Genetic Markers in Wildlife Conservation

Introduction to Genetic Markers

  • In wildlife conservation research, it is crucial to identify the appropriate genetic markers suitable for specific scientific questions.

Learning Outcomes

  • At the end of the session, students should be able to:
    • Identify genetic markers to use based on scientific questions in wildlife conservation.

Genetic Polymorphism

  • Definition: The presence of multiple variant forms of a specific DNA sequence or gene within a genome.
  • Occurrence:
    • Among different individuals
    • Within a population
    • Among different populations
  • Causes:
    • Changes in DNA content (point mutations)
    • Variations in the size/length of DNA fragments
    • Variations in the number of gene copies (loci)
Types of Genetic Polymorphism
  1. Single-Nucleotide Polymorphisms (SNPs)
    • Variability at a single nucleotide position in the nuclear genome.
    • Caused by DNA substitutions or mutations.
  2. Insertion/Deletion (Indel)
    • Specific nucleotide sequences that can either be inserted or deleted from an individual's genome.
  3. Variable Number of Tandem Repeats (VNTRs)
    • Repeats of DNA sequences (≥2 bp) that can range from a few to thousands of copies, organized in a head-to-tail orientation.
    • Includes microsatellites (1-6 bases) and minisatellites (8-100 bases).
  4. Variability in Gene/Loci Copies
    • Presence of more than one copy of genes or loci, e.g., immune system genes like those from the major histocompatibility complex (MHC).
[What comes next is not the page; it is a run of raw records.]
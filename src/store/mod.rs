//! Storage backends.

pub mod memory;
pub mod pg;

use std::sync::Arc;

use anyhow::Result;
use diesel_migrations::{EmbeddedMigrations, embed_migrations};
use tracing::info;

use crate::{
    app::{
        config::{Config, StorageBackend},
        db,
    },
    auth::UserStore,
    carts::CartStore,
    catalog::Catalog,
    orders::OrderStore,
    sessions::SessionStore,
};

/// Migrations embedded into the binary which helps with streamlining image building process
pub const MIGRATIONS: EmbeddedMigrations = embed_migrations!("migrations");

/// Everything the storefront persists.
pub trait Store: CartStore + SessionStore + Catalog + UserStore + OrderStore {}

impl<T> Store for T where T: CartStore + SessionStore + Catalog + UserStore + OrderStore {}

/// Opens the configured backend, migrating Postgres first.
pub async fn open(config: &Config) -> Result<Arc<dyn Store>> {
    match config.storage {
        StorageBackend::Postgres => {
            info!("Running migrations...");
            let migrations_count =
                db::run_migrations_blocking(MIGRATIONS, &config.database.url).await?;
            info!("Run {} new migrations successfully", migrations_count);

            let pool = db::create_pool(&config.database).await?;
            Ok(Arc::new(pg::PgStore::new(pool)))
        }
        StorageBackend::Memory => {
            info!("Using the in-memory store with a demo catalog");
            Ok(Arc::new(memory::MemoryStore::with_demo_catalog()))
        }
    }
}
pub mod app;
pub mod auth;
pub mod carts;
pub mod catalog;
pub mod mailer;
pub mod models;
pub mod money;
pub mod orders;
pub mod routes;
pub mod schema;
pub mod sessions;
pub mod store;

#[cfg(test)]
mod test_support;
//! Monetary amounts.
//!
//! Prices and totals are stored as minor units (cents) and only become
//! [`Decimal`] values at the API boundary.

use rust_decimal::Decimal;

/// Number of decimal places carried by every amount.
pub const SCALE: u32 = 2;

/// Converts an amount in minor units to a two-decimal [`Decimal`].
pub fn to_decimal(minor: i64) -> Decimal {
    Decimal::new(minor, SCALE)
}

/// Price of `quantity` units at `unit_price` minor units, `None` on overflow.
pub fn line_total(unit_price: i64, quantity: i32) -> Option<i64> {
    unit_price.checked_mul(i64::from(quantity))
}

/// Sums line totals, `None` on overflow.
pub fn sum<I>(amounts: I) -> Option<i64>
where
    I: IntoIterator<Item = i64>,
{
    amounts
        .into_iter()
        .try_fold(0i64, |acc, amount| acc.checked_add(amount))
}
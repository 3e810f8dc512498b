//! In-process store.
//!
//! All tables live behind one mutex and every trait method holds it for its
//! whole duration, so each call is atomic just like a database transaction.
//! Foreign keys and cascades mirror the Postgres schema.

mod accounts;
mod carts;
mod catalog;
mod orders;

use std::{
    collections::{BTreeMap, HashMap},
    sync::{Mutex, MutexGuard, PoisonError},
};

use anyhow::anyhow;
use chrono::{TimeDelta, Utc};

use crate::{
    auth::{User, UserCredentials},
    carts::{
        CartError,
        models::{Cart, CartItem, CartLine, CartOwner},
    },
    catalog::{Category, Product},
    money,
    orders::Order,
    sessions::{Session, SessionKey},
};

#[derive(Debug, Default)]
pub struct MemoryStore {
    tables: Mutex<Tables>,
}

#[derive(Debug, Default)]
struct Tables {
    sequence: i32,
    users: BTreeMap<i32, UserCredentials>,
    activation_tokens: HashMap<i32, String>,
    sessions: HashMap<SessionKey, Session>,
    categories: BTreeMap<i32, Category>,
    products: BTreeMap<i32, Product>,
    carts: BTreeMap<i32, Cart>,
    cart_items: BTreeMap<i32, CartItem>,
    orders: BTreeMap<i32, Order>,
}

impl MemoryStore {
    pub fn new() -> Self {
        Self::default()
    }

    /// A store pre-filled with a small catalog for local runs.
    pub fn with_demo_catalog() -> Self {
        let store = Self::new();

        let drinks = store.insert_category("Drinks", None);
        let tea = store.insert_category("Tea", Some(drinks));
        let coffee = store.insert_category("Coffee", Some(drinks));

        store.insert_product(tea, "Sencha", 6_50, 40);
        store.insert_product(tea, "Assam", 5_20, 25);
        store.insert_product(coffee, "Espresso beans", 14_90, 12);
        store.insert_product(coffee, "Filter roast", 11_40, 18);

        store
    }

    pub fn insert_category(&self, name: &str, parent_id: Option<i32>) -> i32 {
        let mut tables = self.tables();
        let id = tables.next_id();
        tables.categories.insert(
            id,
            Category {
                id,
                name: name.to_string(),
                description: String::new(),
                parent_id,
            },
        );
        id
    }

    pub fn insert_product(
        &self,
        category_id: i32,
        name: &str,
        price_minor: i64,
        stock_quantity: i32,
    ) -> Product {
        let mut tables = self.tables();
        let id = tables.next_id();
        let product = Product {
            id,
            category_id,
            name: name.to_string(),
            description: String::new(),
            price_minor,
            stock_quantity,
            created_at: Utc::now(),
        };
        tables.products.insert(id, product.clone());
        product
    }

    /// Inserts an active user that cannot log in with any password.
    pub fn insert_user(&self, email: &str) -> i32 {
        let mut tables = self.tables();
        let id = tables.next_id();
        tables.users.insert(
            id,
            UserCredentials {
                user: User {
                    id,
                    email: email.to_string(),
                    phone_number: String::new(),
                    address: String::new(),
                    is_active: true,
                    created_at: Utc::now(),
                },
                password_hash: "!".into(),
            },
        );
        id
    }

    /// Token an inactive user must present to activate the account.
    pub fn pending_activation(&self, user_id: i32) -> Option<String> {
        self.tables().activation_tokens.get(&user_id).cloned()
    }

    /// Changes a price without touching the cached totals of carts holding
    /// the product.
    pub fn set_product_price(&self, product_id: i32, price_minor: i64) -> bool {
        match self.tables().products.get_mut(&product_id) {
            Some(product) => {
                product.price_minor = price_minor;
                true
            }
            None => false,
        }
    }

    /// Moves a session's deadline into the past.
    pub fn expire_session(&self, key: &SessionKey) -> bool {
        match self.tables().sessions.get_mut(key) {
            Some(session) => {
                session.expires_at = Utc::now() - TimeDelta::seconds(1);
                true
            }
            None => false,
        }
    }

    fn tables(&self) -> MutexGuard<'_, Tables> {
        self.tables.lock().unwrap_or_else(PoisonError::into_inner)
    }
}

impl Tables {
    fn next_id(&mut self) -> i32 {
        self.sequence += 1;
        self.sequence
    }

    fn mint_session_key(&self) -> SessionKey {
        let mut key = SessionKey::mint();
        while self.sessions.contains_key(&key) {
            key = SessionKey::mint();
        }
        key
    }

    fn owner_exists(&self, owner: &CartOwner) -> bool {
        match owner {
            CartOwner::User(user_id) => self.users.contains_key(user_id),
            CartOwner::Session(key) => self.sessions.contains_key(key),
        }
    }

    fn cart_by_owner(&self, owner: &CartOwner) -> Option<&Cart> {
        self.carts.values().find(|cart| &cart.owner == owner)
    }

    fn lines(&self, cart_id: i32) -> Result<Vec<CartLine>, CartError> {
        self.cart_items
            .values()
            .filter(|item| item.cart_id == cart_id)
            .map(|item| -> Result<CartLine, CartError> {
                let product = self
                    .products
                    .get(&item.product_id)
                    .ok_or_else(|| anyhow!("cart item {} has no product", item.id))?;

                Ok(CartLine {
                    item: item.clone(),
                    product_name: product.name.clone(),
                    unit_price_minor: product.price_minor,
                })
            })
            .collect()
    }

    fn recompute_total(&mut self, cart_id: i32) -> Result<Cart, CartError> {
        let lines = self.lines(cart_id)?;
        let total = money::sum(lines.iter().map(CartLine::price_minor))
            .ok_or_else(|| anyhow!("total of cart {cart_id} overflows"))?;

        let cart = self
            .carts
            .get_mut(&cart_id)
            .ok_or(CartError::NotFound("Cart"))?;
        cart.total_minor = total;
        cart.updated_at = Utc::now();

        Ok(cart.clone())
    }

    fn delete_cart(&mut self, cart_id: i32) {
        self.carts.remove(&cart_id);
        self.cart_items.retain(|_, item| item.cart_id != cart_id);
    }

    fn delete_carts_where<F>(&mut self, predicate: F)
    where
        F: Fn(&CartOwner) -> bool,
    {
        let doomed: Vec<i32> = self
            .carts
            .values()
            .filter(|cart| predicate(&cart.owner))
            .map(|cart| cart.id)
            .collect();

        for cart_id in doomed {
            self.delete_cart(cart_id);
        }
    }

    fn delete_session(&mut self, key: &SessionKey) {
        self.sessions.remove(key);
        self.delete_carts_where(|owner| matches!(owner, CartOwner::Session(k) if k == key));
    }
}
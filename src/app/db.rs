use anyhow::{Context, Result, anyhow};
use diesel::{Connection, PgConnection};
use diesel_async::{
    AsyncPgConnection,
    pooled_connection::{AsyncDieselConnectionManager, bb8::Pool},
};
use diesel_migrations::{EmbeddedMigrations, MigrationHarness};

use crate::app::config::DatabaseConfig;

pub type DbPool = Pool<AsyncPgConnection>;

pub async fn create_pool(config: &DatabaseConfig) -> Result<DbPool> {
    let manager = AsyncDieselConnectionManager::<AsyncPgConnection>::new(&config.url);

    Pool::builder()
        .max_size(config.max_connections)
        .build(manager)
        .await
        .context("Failed to build the DB connection pool")
}

/// Applies pending migrations on a blocking thread and returns how many ran.
pub async fn run_migrations_blocking(migrations: EmbeddedMigrations, url: &str) -> Result<usize> {
    let url = url.to_string();

    tokio::task::spawn_blocking(move || {
        let mut conn =
            PgConnection::establish(&url).context("Failed to connect for migrations")?;

        let applied = conn
            .run_pending_migrations(migrations)
            .map_err(|err| anyhow!("Failed to run migrations: {err}"))?;

        Ok(applied.len())
    })
    .await
    .context("Migration task panicked")?
}
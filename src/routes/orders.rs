use axum::{
    Extension,
    extract::{Path, State},
    http::StatusCode,
    response::IntoResponse,
};
use utoipa_axum::router::OpenApiRouter;

use super::require_user;
use crate::{
    app::{
        app_error::{AppError, StdResponse},
        app_state::AppState,
    },
    orders::{OrderView, checkout},
    sessions::SessionContext,
};

/// Order routes. All of them require a logged in user.
pub fn routes_with_openapi() -> OpenApiRouter<AppState> {
    OpenApiRouter::new()
        .routes(utoipa_axum::routes!(get_my_orders, create_order))
        .routes(utoipa_axum::routes!(get_order))
}

/// Fetch the caller's orders, newest first.
#[utoipa::path(
    get,
    path = "/orders",
    tags = ["Orders"],
    security(("sessionCookie" = [])),
    responses(
        (status = 200, description = "Get orders successfully", body = StdResponse<Vec<OrderView>, String>),
        (status = 401, description = "Not logged in")
    )
)]
async fn get_my_orders(
    State(state): State<AppState>,
    Extension(session): Extension<SessionContext>,
) -> Result<impl IntoResponse, AppError> {
    let user_id = require_user(&session)?;

    let orders = state.store.orders_for_user(user_id).await?;

    Ok(StdResponse {
        data: Some(
            orders
                .into_iter()
                .map(OrderView::from)
                .collect::<Vec<_>>(),
        ),
        message: Some("Get orders successfully"),
    })
}

/// Fetch one of the caller's orders.
#[utoipa::path(
    get,
    path = "/orders/{id}",
    tags = ["Orders"],
    security(("sessionCookie" = [])),
    params(
        ("id" = i32, Path, description = "Order ID to fetch")
    ),
    responses(
        (status = 200, description = "Get order successfully", body = StdResponse<OrderView, String>),
        (status = 401, description = "Not logged in"),
        (status = 404, description = "Order does not exist or belongs to someone else")
    )
)]
async fn get_order(
    Path(id): Path<i32>,
    State(state): State<AppState>,
    Extension(session): Extension<SessionContext>,
) -> Result<impl IntoResponse, AppError> {
    let user_id = require_user(&session)?;

    let order = state
        .store
        .order_for_user(user_id, id)
        .await?
        .ok_or(AppError::NotFound)?;

    Ok(StdResponse {
        data: Some(OrderView::from(order)),
        message: Some("Get order successfully"),
    })
}

/// Place an order from the caller's cart and empty the cart.
#[utoipa::path(
    post,
    path = "/orders",
    tags = ["Orders"],
    security(("sessionCookie" = [])),
    responses(
        (status = 201, description = "Create order successfully", body = StdResponse<OrderView, String>),
        (status = 400, description = "The cart is empty"),
        (status = 401, description = "Not logged in")
    )
)]
async fn create_order(
    State(state): State<AppState>,
    Extension(session): Extension<SessionContext>,
) -> Result<impl IntoResponse, AppError> {
    require_user(&session)?;

    let order = checkout(&state.carts(), state.store.as_ref(), &session).await?;

    Ok((
        StatusCode::CREATED,
        StdResponse {
            data: Some(OrderView::from(order)),
            message: Some("Create order successfully"),
        },
    ))
}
Importance of Genetic Markers

  • Applications:
    • Identification of individuals/species.
    • Resolution of taxonomic uncertainties.
    • Assessment of genetic diversity within populations.
  • Informing Conservation:
    • Identification of conservation units (ESUs, MUs).
    • Understanding effects of genetic diversity loss and inbreeding.
    • Guiding breeding and reintroduction programs.

Classifications of Genetic Markers

  1. Based on Parental Source:

    • Uniparental:
      • Mitochondrial DNA (mtDNA) - maternally inherited.
      • Chloroplast DNA (cpDNA) - maternally inherited (not in all plants).
      • Y-chromosome (partially paternal, nuclear).
    • Biparental:
      • Nuclear DNA, inherited from both parents.

  2. According to Evolutionary Constraints:

    • Neutral Genetic Markers:
      • Provide insights into population demographics (e.g., gene flow).
      • Not influenced by selection.
    • Adaptive Genetic Markers:
      • Reveal adaptive evolutionary history and potential.
      • Influenced by environmental pressures and selection.

Nuclear DNA Markers (Biparental)

  • **Variable Number of Tandem Repeats (VNTR):
    • High degree of length polymorphism.
    • Helps understand genetic diversity, population dynamics, and inbreeding.
  • **Microsatellites:
    • Motifs of 1–6 bases that repeat 5-100 times.
    • Help assess genetic diversity.
    • Co-dominant markers, specific to species with positions in genomes.
Usage of Microsatellite Markers
  • Highly polymorphic and easily amplified via PCR.
  • Unique identification of species and loci based on allele length.
  • Example: TGAACGAACACACACACACACACACACACACACGCCGT (specific allele length and repeats).
Genotype Frequencies in Populations
  • Example Calculation:
    • N = 103 (total individuals)
    • Genotype Frequencies:
    • 38/28 = 68/103 = 0.66
    • 28/28 = 31/103 = 0.30
    • 38/38 = 4/103 = 0.04
    • Total Allele Calculation:
    • Total copies of 28 = 167
    • Total copies of 38 = 39

Single Nucleotide Polymorphisms (SNPs)

  • Characterized by single substitutions at specific sites.
  • Frequencies of SNPs occur every 300-1000 bp.
  • Identification through genome sequencing.
Genotyping SNPs
  • Approaches include:
    • Whole genome sequencing.
    • Targeted methods (PCR, SNP chips).
  • Reduced-Representation Sequencing (RRS):
    • Involves restriction digestion, size selection, and sequencing of fragments.